腸管出血性大腸菌とは、ベロ毒素(志賀毒素ともいいます。毒素はVT1(Stx1)とVT2(Stx2)の2種類に分類されます)と呼ばれている毒素を産生する大腸菌です。大腸菌は血清型に分類できますが、腸管出血性大腸菌は多くの血清型に属しO157、O26、O111などが有名です。O157は1990年埼玉県浦和市の幼稚園でのものが最初であり、1996年には大阪府堺市の小学校の学校給食による大規模食中毒による事例、O111については2011年飲食チェーン店えびすによる事例などいずれも亡くなられた方がおられます。家畜、特に牛の腸内に常在しており、多くは加熱不十分な食肉を摂取することにより食中毒が起こります。非常に少ない菌量で発症し、また、食品以外からもヒトからヒトへの感染も起こります。乳幼児、小児は成人に比べて重症になり、溶血性尿毒症症候群となることもあります。腸管出血性大腸菌感染症は「感染症の予防及び感染症の患者に対する医療に関する法律」で3類感染症に分類され、患者及び無症状病原体保有者は特定の職業(食品の取り扱い)への就業が制限されています。

 

溶血性貧血[赤血球が壊れて 貧血がおこる]、血小板減少[血小板が多量に消費されて少なくなる]および急性腎不全[ 腎臓の働きが急速に低下する]などの症状があらわれます。

[症状]

潜伏期間は3-5日、激しい腹痛、下痢、水様便、後に血便(血液がそのまま出ているような状態になる)、軽度の発熱、重篤になると数日後に溶血性尿毒症症候群となり、さらには死に至ることもあります。乳幼児、小児、高齢者は特に重症になりやすい。

 

[予防]

食肉や生レバーの生食は厳禁、乳幼児、小児、高齢者は特に注意。

生肉調理時の器具、手指から他の食品等への汚染(二次汚染)の防止。

生野菜はよく洗浄する。

調理後の十分な洗浄・消毒。

卵や生肉は10℃以下に低温保存する。

ハンバーグ、ミンチカツ等食肉製品は中心まで75℃1分間以上の加熱調理する。

手指をよく洗う。

 

その他の病原大腸菌

[特徴]と[症状]

腸管出血性大腸菌以外のその他の病原大腸菌には以下の種類があります。

毒素原性大腸菌---------------------エンテロトキシンを産生。
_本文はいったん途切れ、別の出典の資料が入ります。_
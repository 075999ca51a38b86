//! One handler per subcommand.

pub mod migrate;
pub mod serve;

pub use migrate::MigrateCommandHandler;
pub use serve::ServeCommandHandler;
激しい水様性の下痢、脱水症状を起こす。旅行者下痢症患者からよく検出されます。

腸管侵入性大腸菌-------------------腸細胞内に侵入、赤痢菌と類似の血便、腹痛、発熱などの症状。ヒトからヒトへの感染。

腸管病原性大腸菌-------------------サルモネラと類似の下痢、腹痛、発熱などの症状。

腸管集合(凝集) 性大腸菌------------腸細胞に付着、エンテロトキシンを産生、持続性下痢からよく検出されます。

拡散付着(分散接着)性大腸菌---------腸細胞に付着、下痢、腹痛

細胞致死膨化毒素産生性大腸菌-------細胞膨化致死毒素産生、下痢、腹痛

 

毒素原性大腸菌は水系感染が多く、海外、特に開発途上国での生水飲用で感染することがあるので注意が必要です。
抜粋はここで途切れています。